• [DATA IN THIS EXERCISE]
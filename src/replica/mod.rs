mod clock_table;
mod gossip;
mod peer_client;
mod replica;
mod replica_api;
mod roster;
mod timers;

pub(crate) use gossip::GossipEngine;
pub(crate) use replica::Replica;
pub(crate) use replica_api::response_code_of;
pub(crate) use replica_api::PropagateStateInput;
pub(crate) use replica_api::ReplicaError;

• [PROBLEM DESCRIPTION]
Your answer should be every entry above, repeated exactly.

• [REPLY TO THE TASK]
filename src/replica/mod.rs
mod clock_table;
mod gossip;
mod peer_client;
mod replica;
mod replica_api;
mod roster;
mod timers;

pub(crate) use gossip::GossipEngine;
pub(crate) use replica::Replica;
pub(crate) use replica_api::response_code_of;
pub(crate) use replica_api::PropagateStateInput;
pub(crate) use replica_api::ReplicaError;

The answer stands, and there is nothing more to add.